Experts suspect that the giant but gentle juvenile may have suffered severe dehydration due to the heat generated by its own fatty layers as it remained out of water in the open for nearly four days, plus it may have starved due to lack of mother’s milk on which it would normally survive for the first three years after birth.
The whale calf, measuring around 30-feet and weighing a colossal estimated 5000-kgs, was first found stuck in the soft sands of the beach around dawn on Monday.
Thereafter a mammoth operation involving the district fire brigade, police, fisheries department, Indian Coast Guard, environmentalist, a private company, and local volunteers was launched to save the whale calf from possible death as it got beached and floundered helplessly in the shallow sandy waters during the low tide.

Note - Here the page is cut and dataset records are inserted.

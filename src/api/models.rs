//! Request and response DTOs for the request-reply surface.

use chrono::{DateTime, Utc};
use serde::{Deserialize, Serialize};
use std::collections::BTreeMap;

use crate::auth::TokenPair;
use crate::money::{Money, Multiplier};
use crate::store::models::{PlayerSettings, Role, User};

/// External-platform login: the platform's signed identity payload, passed
/// through verbatim as string fields (including `hash`).
#[derive(Debug, Deserialize)]
pub struct PlatformLoginRequest {
    #[serde(flatten)]
    pub fields: BTreeMap<String, String>,
}

#[derive(Debug, Deserialize)]
pub struct AdminLoginRequest {
    pub username: String,
    pub password: String,
}

#[derive(Debug, Deserialize)]
pub struct AdminRegisterRequest {
    pub username: String,
    pub password: String,
    pub registration_key: String,
}

#[derive(Debug, Deserialize)]
pub struct RefreshRequest {
    pub refresh_token: String,
}

#[derive(Debug, Deserialize)]
pub struct ChangePasswordRequest {
    pub current_password: String,
    pub new_password: String,
}

#[derive(Debug, Serialize)]
pub struct TokenResponse {
    #[serde(flatten)]
    pub tokens: TokenPair,
    pub user: ProfileResponse,
}

#[derive(Debug, Serialize)]
pub struct RefreshResponse {
    pub access_token: String,
}

#[derive(Debug, Serialize)]
pub struct ProfileResponse {
    pub id: i64,
    pub username: String,
    pub role: Role,
    pub balance: Money,
    pub total_wagered: Money,
    pub total_won: Money,
    pub total_lost: Money,
    pub net_profit: Money,
    pub games_played: i64,
    pub biggest_win: Money,
    pub biggest_loss: Money,
    pub xp: i64,
    pub level: i64,
    pub created_at: DateTime<Utc>,
}

impl From<User> for ProfileResponse {
    fn from(user: User) -> Self {
        Self {
            id: user.id,
            username: user.username.clone(),
            role: user.role,
            balance: user.balance,
            total_wagered: user.total_wagered,
            total_won: user.total_won,
            total_lost: user.total_lost,
            net_profit: user.net_profit(),
            games_played: user.games_played,
            biggest_win: user.biggest_win,
            biggest_loss: user.biggest_loss,
            xp: user.xp,
            level: user.level,
            created_at: user.created_at,
        }
    }
}

#[derive(Debug, Serialize)]
pub struct SettingsResponse {
    pub auto_cashout_enabled: bool,
    pub auto_cashout: Option<Multiplier>,
    pub sound_enabled: bool,
    pub daily_limits_enabled: bool,
    pub max_daily_wager: Money,
    pub max_daily_loss: Money,
    pub max_games_per_day: i64,
}

impl From<PlayerSettings> for SettingsResponse {
    fn from(settings: PlayerSettings) -> Self {
        Self {
            auto_cashout_enabled: settings.auto_cashout_enabled,
            auto_cashout: settings.auto_cashout,
            sound_enabled: settings.sound_enabled,
            daily_limits_enabled: settings.daily_limits_enabled,
            max_daily_wager: settings.max_daily_wager,
            max_daily_loss: settings.max_daily_loss,
            max_games_per_day: settings.max_games_per_day,
        }
    }
}

/// Allowlisted, partial settings update. Unknown fields are rejected.
#[derive(Debug, Default, Deserialize)]
#[serde(deny_unknown_fields)]
pub struct SettingsUpdateRequest {
    pub auto_cashout_enabled: Option<bool>,
    pub auto_cashout: Option<Multiplier>,
    pub sound_enabled: Option<bool>,
    pub daily_limits_enabled: Option<bool>,
    pub max_daily_wager: Option<Money>,
    pub max_daily_loss: Option<Money>,
    pub max_games_per_day: Option<i64>,
}

#[derive(Debug, Deserialize)]
pub struct LimitQuery {
    #[serde(default = "default_limit")]
    pub limit: usize,
}

fn default_limit() -> usize {
    20
}

#[derive(Debug, Deserialize)]
pub struct LeaderboardQuery {
    #[serde(default = "default_sort")]
    pub sort: String,
    #[serde(default = "default_limit")]
    pub limit: usize,
}

fn default_sort() -> String {
    "balance".to_string()
}

#[derive(Debug, Deserialize)]
pub struct PageQuery {
    #[serde(default = "default_page_limit")]
    pub limit: usize,
    #[serde(default)]
    pub offset: usize,
}

fn default_page_limit() -> usize {
    50
}

#[derive(Debug, Deserialize)]
#[serde(deny_unknown_fields)]
pub struct AdminUpdateUserRequest {
    pub username: Option<String>,
    pub role: Option<Role>,
    pub is_active: Option<bool>,
    /// Signed manual adjustment, booked as an ADJUSTMENT ledger entry.
    pub balance_adjustment: Option<f64>,
    #[serde(default)]
    pub adjustment_reason: Option<String>,
}

#[derive(Debug, Serialize)]
pub struct AdminUserRow {
    pub id: i64,
    pub external_id: Option<String>,
    pub username: String,
    pub role: Role,
    pub balance: Money,
    pub games_played: i64,
    pub net_profit: Money,
    pub is_active: bool,
    pub created_at: DateTime<Utc>,
    pub last_login_at: Option<DateTime<Utc>>,
}

impl From<User> for AdminUserRow {
    fn from(user: User) -> Self {
        Self {
            id: user.id,
            external_id: user.external_id.clone(),
            username: user.username.clone(),
            role: user.role,
            balance: user.balance,
            games_played: user.games_played,
            net_profit: user.net_profit(),
            is_active: user.is_active,
            created_at: user.created_at,
            last_login_at: user.last_login_at,
        }
    }
}

#[cfg(test)]
mod tests {
    use super::*;

    #[test]
    fn settings_update_rejects_unknown_fields() {
        let ok: SettingsUpdateRequest =
            serde_json::from_str(r#"{"sound_enabled":false,"auto_cashout":2.5}"#).unwrap();
        assert_eq!(ok.sound_enabled, Some(false));
        assert_eq!(ok.auto_cashout, Some(Multiplier::from_x100(250)));
        assert!(ok.max_daily_wager.is_none());

        assert!(
            serde_json::from_str::<SettingsUpdateRequest>(r#"{"balance":99999}"#).is_err()
        );
        assert!(serde_json::from_str::<SettingsUpdateRequest>(
            r#"{"sound_enabled":true,"role":"ADMIN"}"#
        )
        .is_err());
    }

    #[test]
    fn profile_includes_net_profit() {
        let user = User {
            id: 1,
            external_id: None,
            username: "p".to_string(),
            role: Role::Player,
            balance: Money::from_major(10),
            total_wagered: Money::from_major(100),
            total_won: Money::from_major(80),
            total_lost: Money::from_major(50),
            games_played: 9,
            biggest_win: Money::from_major(30),
            biggest_loss: Money::from_major(20),
            xp: 100,
            level: 1,
            is_active: true,
            password_hash: None,
            last_farming_claim: None,
            created_at: Utc::now(),
            last_login_at: None,
        };
        let profile = ProfileResponse::from(user);
        assert_eq!(profile.net_profit, Money::from_major(30));
    }

    #[test]
    fn platform_login_collects_flat_fields() {
        let request: PlatformLoginRequest = serde_json::from_str(
            r#"{"id":"1","username":"u","auth_date":"123","hash":"aa"}"#,
        )
        .unwrap();
        assert_eq!(request.fields.len(), 4);
        assert_eq!(request.fields.get("id").map(String::as_str), Some("1"));
    }
}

The baby mammal measured around 30-feet long and was estimated to weigh around five tonnes, making it a difficult rescue mission, so two cranes and even a JCB were deployed to help out.
Finally, after almost 40 hours of patience and hard work, the rescue teams managed to push it back in the sand, virtually inch-by-inch, till it could comfortably swim into the sea and return to its freedom in the deep waters – around 2 a.m. on Wednesday.
Officials monitoring the developments said that after it went back to safety in the deep waters, the calf whale was visible at least thrice at some distance from the beach and then finally disappeared into the waters, indicating that it was healthy and unharmed post-rescue.
Later last night, the mammal was seen floating in the same vicinity, apparently dead, and early today, its carcass washed ashore on the Ganpatipule Beach, posing an environmental risk and now plans are on to dispose it off safely.